Martin Luther King's "I have a dream"
Martin Luther King's relationship with his wife Coretta suffered as a result of his extra-marital affairs

As we reflect on the legacy of Martin Luther King Jr, civil rights leader and one of the most influential activists of the 20th century, there are lesser-known facts that shroud King in mystery.

Born Michael King on 15 January, 1929, he was renamed by his father after the seminal German reformer Martin Luther. King was a leader in the African-American civil rights movement. He led the Montgomery bus boycott within the movement in 1955 and helped organise the March on Washington in 1963. Famed for his non-violent approach to combating racial inequality, he received the Nobel Peace Prize in October 1964.

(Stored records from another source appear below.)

//! Tagging operations shared by taggable resource kinds

use std::collections::{BTreeSet, HashMap};

use async_trait::async_trait;
use carina_lambda_core::{
    ChangeSet, Path, ProviderResult, ResourceAction, SaveContext, SaveOperation, SaveResult, Value,
    extract,
};

use super::{Source, not_prepared, remote_failure, touched};
use crate::api::LambdaClient;

const TAG: &str = "tag resource";
const UNTAG: &str = "untag resource";
const LIST: &str = "list tags";

const TAGS: &str = "$.tags";

fn desired_tags(tree: &Value) -> HashMap<String, String> {
    Path::literal(TAGS)
        .resolve(tree)
        .map(extract::string_map)
        .unwrap_or_default()
}

/// Sets the desired tags on the resource named by `arn`
///
/// On create, applicable when the tree has tags. On update, when any tag
/// changed and tags remain.
pub struct TagResource {
    action: ResourceAction,
    arn: Source,
    request: Option<(String, HashMap<String, String>)>,
}

impl TagResource {
    pub fn new(action: ResourceAction, arn: Source) -> Self {
        Self {
            action,
            arn,
            request: None,
        }
    }
}

#[async_trait]
impl SaveOperation<LambdaClient> for TagResource {
    fn name(&self) -> &'static str {
        TAG
    }

    fn prepare(
        &mut self,
        ctx: &SaveContext,
        tree: &Value,
        changes: &ChangeSet,
    ) -> ProviderResult<bool> {
        if self.action == ResourceAction::Update && !touched(changes, TAGS) {
            return Ok(false);
        }
        let tags = desired_tags(tree);
        if tags.is_empty() {
            return Ok(false);
        }
        self.request = Some((self.arn.resolve(ctx, tree, TAG)?, tags));
        Ok(true)
    }

    async fn execute(&mut self, ctx: SaveContext, client: &LambdaClient) -> SaveResult {
        let Some((arn, tags)) = self.request.take() else {
            return not_prepared(ctx, TAG);
        };
        match client.tag_resource(&arn, &tags).await {
            Ok(()) => Ok(ctx),
            Err(err) => remote_failure(ctx, TAG, err),
        }
    }
}

/// Removes tag keys an update dropped
///
/// Keys still present in the desired tags, such as provider default tags the
/// change set was computed without, stay on the resource.
pub struct UntagResource {
    arn: Source,
    request: Option<(String, Vec<String>)>,
}

impl UntagResource {
    pub fn new(arn: Source) -> Self {
        Self { arn, request: None }
    }
}

/// Tag keys whose change leaves no value behind
fn removed_keys(changes: &ChangeSet) -> Vec<String> {
    let tags = Path::literal(TAGS);
    let mut keys = BTreeSet::new();
    for change in changes.under(&tags).filter(|c| c.is_removal()) {
        match change.path.segments() {
            // The whole map went away
            [_] => {
                if let Some(Value::Map(before)) = &change.before {
                    keys.extend(before.keys().cloned());
                }
            }
            [_, key] => {
                keys.insert(key.key());
            }
            _ => {}
        }
    }
    keys.into_iter().collect()
}

#[async_trait]
impl SaveOperation<LambdaClient> for UntagResource {
    fn name(&self) -> &'static str {
        UNTAG
    }

    fn prepare(
        &mut self,
        ctx: &SaveContext,
        tree: &Value,
        changes: &ChangeSet,
    ) -> ProviderResult<bool> {
        let desired = desired_tags(tree);
        let keys: Vec<String> = removed_keys(changes)
            .into_iter()
            .filter(|key| !desired.contains_key(key))
            .collect();
        if keys.is_empty() {
            return Ok(false);
        }
        self.request = Some((self.arn.resolve(ctx, tree, UNTAG)?, keys));
        Ok(true)
    }

    async fn execute(&mut self, ctx: SaveContext, client: &LambdaClient) -> SaveResult {
        let Some((arn, keys)) = self.request.take() else {
            return not_prepared(ctx, UNTAG);
        };
        match client.untag_resource(&arn, &keys).await {
            Ok(()) => Ok(ctx),
            Err(err) => remote_failure(ctx, UNTAG, err),
        }
    }
}

/// Reads the tags of the resource named by `arn` into the context
pub struct ReadTags {
    arn: Source,
    request: Option<String>,
}

impl ReadTags {
    pub fn new(arn: Source) -> Self {
        Self { arn, request: None }
    }
}

#[async_trait]
impl SaveOperation<LambdaClient> for ReadTags {
    fn name(&self) -> &'static str {
        LIST
    }

    fn prepare(
        &mut self,
        ctx: &SaveContext,
        tree: &Value,
        _changes: &ChangeSet,
    ) -> ProviderResult<bool> {
        self.request = Some(self.arn.resolve(ctx, tree, LIST)?);
        Ok(true)
    }

    async fn execute(&mut self, mut ctx: SaveContext, client: &LambdaClient) -> SaveResult {
        let Some(arn) = self.request.take() else {
            return not_prepared(ctx, LIST);
        };
        match client.list_tags(&arn).await {
            Ok(tags) => {
                if !tags.is_empty() {
                    ctx.insert("tags", tags);
                }
                Ok(ctx)
            }
            Err(err) => remote_failure(ctx, LIST, err),
        }
    }
}
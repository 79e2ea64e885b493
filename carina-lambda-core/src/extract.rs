//! Typed extractors for configuration tree leaves
//!
//! Callers check presence through a [`Path`] first. On a variant mismatch the
//! extractors fall back to the zero value of the primitive instead of failing.

use std::collections::HashMap;

use crate::error::{ProviderError, ProviderResult};
use crate::path::Path;
use crate::value::Value;

pub fn string(node: &Value) -> String {
    match node {
        Value::String(s) => s.clone(),
        _ => String::new(),
    }
}

pub fn int(node: &Value) -> i64 {
    match node {
        Value::Int(i) => *i,
        _ => 0,
    }
}

/// Integer narrowed to `i32`; out-of-range values read as zero.
///
/// Setters reject out-of-range values through [`fits_i32`] before narrowing.
pub fn int32(node: &Value) -> i32 {
    i32::try_from(int(node)).unwrap_or_default()
}

/// Fails for an integer node outside the `i32` range
pub fn fits_i32(node: &Value) -> Result<(), String> {
    match node {
        Value::Int(i) if i32::try_from(*i).is_err() => {
            Err(format!("{} is outside the 32-bit integer range", i))
        }
        _ => Ok(()),
    }
}

/// Float value; integers widen, nothing narrows
pub fn float(node: &Value) -> f64 {
    match node {
        Value::Float(f) => *f,
        Value::Int(i) => *i as f64,
        _ => 0.0,
    }
}

pub fn bool(node: &Value) -> bool {
    match node {
        Value::Bool(b) => *b,
        _ => false,
    }
}

/// String elements of a list; non-string elements are skipped
pub fn string_list(node: &Value) -> Vec<String> {
    match node {
        Value::List(items) => items
            .iter()
            .filter_map(|v| v.as_str().map(str::to_string))
            .collect(),
        _ => Vec::new(),
    }
}

/// String entries of a map; non-string entries are skipped
pub fn string_map(node: &Value) -> HashMap<String, String> {
    match node {
        Value::Map(fields) => fields
            .iter()
            .filter_map(|(k, v)| v.as_str().map(|s| (k.clone(), s.to_string())))
            .collect(),
        _ => HashMap::new(),
    }
}

/// Numeric entries of a map as floats
pub fn float_map(node: &Value) -> HashMap<String, f64> {
    match node {
        Value::Map(fields) => fields
            .iter()
            .filter(|(_, v)| matches!(v, Value::Float(_) | Value::Int(_)))
            .map(|(k, v)| (k.clone(), float(v)))
            .collect(),
        _ => HashMap::new(),
    }
}

// =============================================================================
// Required fields
// =============================================================================

/// Resolve a path that must be present for `operation` to proceed
pub fn require<'a>(
    tree: &'a Value,
    path: &'static str,
    operation: &'static str,
) -> ProviderResult<&'a Value> {
    Path::literal(path)
        .resolve(tree)
        .ok_or_else(|| ProviderError::missing_field(operation, path))
}

/// Required non-empty string
pub fn require_string(
    tree: &Value,
    path: &'static str,
    operation: &'static str,
) -> ProviderResult<String> {
    let value = string(require(tree, path, operation)?);
    if value.is_empty() {
        return Err(ProviderError::missing_field(operation, path));
    }
    Ok(value)
}

pub fn require_int(tree: &Value, path: &'static str, operation: &'static str) -> ProviderResult<i64> {
    match require(tree, path, operation)? {
        Value::Int(i) => Ok(*i),
        Value::String(s) => s.parse::<i64>().map_err(|_| {
            ProviderError::invalid_value(operation, format!("{} is not an integer: {}", path, s))
        }),
        other => Err(ProviderError::invalid_value(
            operation,
            format!("{} must be an integer, got {}", path, other.kind()),
        )),
    }
}

/// Optional string at `path`
pub fn optional_string(tree: &Value, path: &'static str) -> Option<String> {
    Path::literal(path).resolve(tree).map(string)
}
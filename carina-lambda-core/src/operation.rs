//! Operation - Save operations and the sequencer that drives them
//!
//! A resource action (create, update, delete, read) is an ordered list of
//! save operations. Each operation is prepared (pure: builds its typed
//! request and decides whether it has work to do) and, if applicable,
//! executed (one remote call). The sequence stops at the first error and
//! does not roll back operations that already ran.

use std::fmt;

use async_trait::async_trait;
use log::{debug, info, warn};
use thiserror::Error;

use crate::change::ChangeSet;
use crate::context::SaveContext;
use crate::error::ProviderError;
use crate::value::Value;

/// Failed operation: the error plus the context as it was before the failure
#[derive(Debug, Error)]
#[error("{error}")]
pub struct SaveFailure {
    pub context: SaveContext,
    pub error: ProviderError,
}

impl SaveFailure {
    pub fn new(context: SaveContext, error: ProviderError) -> Self {
        Self { context, error }
    }

    pub fn into_error(self) -> ProviderError {
        self.error
    }
}

pub type SaveResult = Result<SaveContext, SaveFailure>;

/// Kind of resource action a sequence implements
#[derive(Debug, Clone, Copy, PartialEq, Eq)]
pub enum ResourceAction {
    Create,
    Update,
    Delete,
    Read,
}

impl fmt::Display for ResourceAction {
    fn fmt(&self, f: &mut fmt::Formatter<'_>) -> fmt::Result {
        let s = match self {
            ResourceAction::Create => "create",
            ResourceAction::Update => "update",
            ResourceAction::Delete => "delete",
            ResourceAction::Read => "read",
        };
        write!(f, "{}", s)
    }
}

/// One remote call within a resource action
///
/// `C` is the client capability the operation calls into.
#[async_trait]
pub trait SaveOperation<C: ?Sized + Sync>: Send {
    /// Human-readable name, used to prefix errors (e.g. "create alias")
    fn name(&self) -> &'static str;

    /// Build the request from `tree` and decide whether there is work to do.
    ///
    /// Must not perform I/O. Missing required fields are errors; nothing to
    /// do is `Ok(false)`.
    fn prepare(
        &mut self,
        ctx: &SaveContext,
        tree: &Value,
        changes: &ChangeSet,
    ) -> Result<bool, ProviderError>;

    /// Issue the remote call prepared earlier.
    ///
    /// On success returns `ctx` extended with the results. On failure hands
    /// `ctx` back unchanged inside the [`SaveFailure`].
    async fn execute(&mut self, ctx: SaveContext, client: &C) -> SaveResult;
}

/// An ordered list of save operations for one resource action
pub struct Sequence<C: ?Sized + Sync> {
    action: ResourceAction,
    operations: Vec<Box<dyn SaveOperation<C>>>,
}

impl<C: ?Sized + Sync> Sequence<C> {
    pub fn new(action: ResourceAction) -> Self {
        Self {
            action,
            operations: Vec::new(),
        }
    }

    pub fn then(mut self, operation: impl SaveOperation<C> + 'static) -> Self {
        self.operations.push(Box::new(operation));
        self
    }

    pub fn push(&mut self, operation: Box<dyn SaveOperation<C>>) {
        self.operations.push(operation);
    }

    pub fn action(&self) -> ResourceAction {
        self.action
    }

    pub fn names(&self) -> Vec<&'static str> {
        self.operations.iter().map(|op| op.name()).collect()
    }

    pub fn len(&self) -> usize {
        self.operations.len()
    }

    pub fn is_empty(&self) -> bool {
        self.operations.is_empty()
    }

    /// Run every operation in order, threading `ctx` through them.
    ///
    /// Stops at the first error and returns the last context produced by a
    /// successful operation alongside it.
    pub async fn run(
        mut self,
        ctx: SaveContext,
        tree: &Value,
        changes: &ChangeSet,
        client: &C,
    ) -> SaveResult {
        let action = self.action;
        let mut ctx = ctx;

        for op in self.operations.iter_mut() {
            let name = op.name();

            match op.prepare(&ctx, tree, changes) {
                Ok(true) => {}
                Ok(false) => {
                    debug!("{} {}: nothing to do, skipping", action, name);
                    continue;
                }
                Err(error) => {
                    warn!("{} {}: prepare failed: {}", action, name, error);
                    return Err(SaveFailure::new(ctx, error));
                }
            }

            ctx = match op.execute(ctx, client).await {
                Ok(next) => next,
                Err(failure) => {
                    warn!("{} {}: {}", action, name, failure.error);
                    return Err(failure);
                }
            };
            info!("{} {}: done", action, name);
        }

        Ok(ctx)
    }
}
//! Function version operations
//!
//! Publishing writes the new version number to the context under `version`;
//! provisioned concurrency, delete and read qualify the function with it.

use async_trait::async_trait;
use carina_lambda_core::{
    ChangeSet, ProviderError, ProviderResult, SaveContext, SaveOperation, SaveResult, Setters,
    Value, extract,
};
use log::info;

use super::{Source, deleted, not_prepared, remote_failure, returned_id};
use crate::api::LambdaClient;
use crate::types::{PublishVersionRequest, VersionOutput};

const PUBLISH: &str = "publish version";
const DELETE: &str = "delete function version";
const READ: &str = "get function configuration";

/// Unpublished code; never a valid target for a version resource
const LATEST: &str = "$LATEST";

fn setters() -> Setters<PublishVersionRequest> {
    Setters::<PublishVersionRequest>::new()
        .string("$.codeSha256", |r, v| r.code_sha256 = Some(v))
        .string("$.description", |r, v| r.description = Some(v))
}

/// Function name and published version an operation is addressed to
fn qualified(
    ctx: &SaveContext,
    tree: &Value,
    operation: &'static str,
) -> ProviderResult<(String, String)> {
    let function_name = extract::require_string(tree, "$.functionName", operation)?;
    let version = Source::Context("version").resolve(ctx, tree, operation)?;
    if version == LATEST {
        return Err(ProviderError::invalid_value(
            operation,
            "version resource cannot address $LATEST",
        ));
    }
    Ok((function_name, version))
}

fn recorded(ctx: SaveContext, operation: &'static str, out: VersionOutput) -> SaveResult {
    let (mut ctx, arn) =
        returned_id(ctx, operation, out.function_arn.as_deref(), "function ARN")?;
    ctx.insert("functionArn", arn.clone());
    ctx.insert_opt("version", out.version);
    ctx.insert_opt("lastModified", out.last_modified);
    ctx.insert_opt("state", out.state);
    ctx.set_upstream_id(arn);
    Ok(ctx)
}

#[derive(Default)]
pub struct PublishVersion {
    request: Option<PublishVersionRequest>,
}

#[async_trait]
impl SaveOperation<LambdaClient> for PublishVersion {
    fn name(&self) -> &'static str {
        PUBLISH
    }

    fn prepare(
        &mut self,
        _ctx: &SaveContext,
        tree: &Value,
        _changes: &ChangeSet,
    ) -> ProviderResult<bool> {
        let mut request = PublishVersionRequest {
            function_name: extract::require_string(tree, "$.functionName", PUBLISH)?,
            ..Default::default()
        };
        setters().try_apply(tree, &mut request, PUBLISH)?;
        self.request = Some(request);
        Ok(true)
    }

    async fn execute(&mut self, ctx: SaveContext, client: &LambdaClient) -> SaveResult {
        let Some(request) = self.request.take() else {
            return not_prepared(ctx, PUBLISH);
        };
        match client.publish_version(&request).await {
            Ok(out) => {
                info!(
                    "Published {} version {}",
                    request.function_name,
                    out.version.as_deref().unwrap_or("?")
                );
                recorded(ctx, PUBLISH, out)
            }
            Err(err) => remote_failure(ctx, PUBLISH, err),
        }
    }
}

#[derive(Default)]
pub struct DeleteVersion {
    target: Option<(String, String)>,
}

#[async_trait]
impl SaveOperation<LambdaClient> for DeleteVersion {
    fn name(&self) -> &'static str {
        DELETE
    }

    fn prepare(
        &mut self,
        ctx: &SaveContext,
        tree: &Value,
        _changes: &ChangeSet,
    ) -> ProviderResult<bool> {
        self.target = Some(qualified(ctx, tree, DELETE)?);
        Ok(true)
    }

    async fn execute(&mut self, ctx: SaveContext, client: &LambdaClient) -> SaveResult {
        let Some((function_name, version)) = self.target.take() else {
            return not_prepared(ctx, DELETE);
        };
        let result = client.delete_function(&function_name, Some(&version)).await;
        deleted(ctx, DELETE, result)
    }
}

#[derive(Default)]
pub struct ReadVersion {
    target: Option<(String, String)>,
}

#[async_trait]
impl SaveOperation<LambdaClient> for ReadVersion {
    fn name(&self) -> &'static str {
        READ
    }

    fn prepare(
        &mut self,
        ctx: &SaveContext,
        tree: &Value,
        _changes: &ChangeSet,
    ) -> ProviderResult<bool> {
        self.target = Some(qualified(ctx, tree, READ)?);
        Ok(true)
    }

    async fn execute(&mut self, mut ctx: SaveContext, client: &LambdaClient) -> SaveResult {
        let Some((function_name, version)) = self.target.take() else {
            return not_prepared(ctx, READ);
        };
        let mut out = match client
            .get_function_configuration(&function_name, Some(&version))
            .await
        {
            Ok(out) => out,
            Err(err) => return remote_failure(ctx, READ, err),
        };

        ctx.insert("functionName", function_name);
        ctx.insert_opt("codeSha256", out.code_sha256.take());
        ctx.insert_opt("description", out.description.take().filter(|d| !d.is_empty()));
        recorded(ctx, READ, out)
    }
}
//! Utility functions for value normalization and tag handling

use std::collections::HashMap;

use carina_lambda_core::Value;

/// Normalize region value (e.g., "aws.Region.ap_northeast_1" -> "ap-northeast-1")
pub fn normalize_region(s: &str) -> String {
    let region_part = if s.contains('.') {
        s.split('.').next_back().unwrap_or(s)
    } else {
        s
    };
    region_part.replace('_', "-")
}

/// Merge provider default tags under the resource's own `tags`
///
/// Resource tags win on key conflicts. Trees without default tags to add
/// are returned unchanged.
pub fn with_default_tags(spec: &Value, defaults: &HashMap<String, String>) -> Value {
    if defaults.is_empty() {
        return spec.clone();
    }
    let Value::Map(fields) = spec else {
        return spec.clone();
    };

    let mut tags: HashMap<String, Value> = defaults
        .iter()
        .map(|(k, v)| (k.clone(), Value::String(v.clone())))
        .collect();
    if let Some(Value::Map(own)) = fields.get("tags") {
        tags.extend(own.iter().map(|(k, v)| (k.clone(), v.clone())));
    }

    let mut fields = fields.clone();
    fields.insert("tags".to_string(), Value::Map(tags));
    Value::Map(fields)
}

With such crowning achievements, much of King's personal life and relationship with his wife were overlooked. Reportedly, his wife, Coretta Scott, was disillusioned with their relationship because of his relations with other women. On one occasion, FBI monitoring devices recorded an audio of King with another woman in a hotel in Washington DC.

Martin Luther King Jr once applied for a permit to carry a handgun. Although he advocated non-violence, he applied for a concealed weapon carry permit after his house was bombed in 1956. Police rejected his request on the basis that he was African-American. Their response, however, reinforced his belief in non-violence. Giving up a hope of carrying a weapon for self-defence, he embraced pacifism entirely.

JFK
New tape recordings revealed King had a complicated relationship with John F. Kennedy

King had a more complicated relationship with John F Kennedy than was previously thought. On a tape found in a Tennessee attic in 2012, which recorded part of a phone call made to his wife, King revealed that he did not entirely credit the Kennedys for his release from prison.

In the previously unreported call, he said: "The Kennedy family did have some part ... in the release. But I must make it clear that many other forces worked to bring it about also."

Generally, it is recognised that Kennedy's call to Coretta expressing concern over King's arrest in October 1960, along with Robert Kennedy's work to free King, helped JFK win the presidential election that year.

King tried to commit suicide as a child by jumping from the second storey window of his home over a domestic scare. When he was 12, King attended a parade against his parents' wishes. On that day, his maternal grandmother suffered a heart attack. King blamed himself because his six-year-old brother – who he had supposed to have been supervising – knocked their grandmother unconscious while sliding down a banister. It transpired that the accident was unrelated to the heart attack.

In the late 1940s, King had wanted to marry a white cafeteria worker, a German woman called Betty. He was talked out of it, partly because his father would frown upon the interracial romance, as he was preparing his son for a role in the pulpit. According to David Garrow's Bearing The Cross, King never recovered from the distress of ending his relationship with the woman.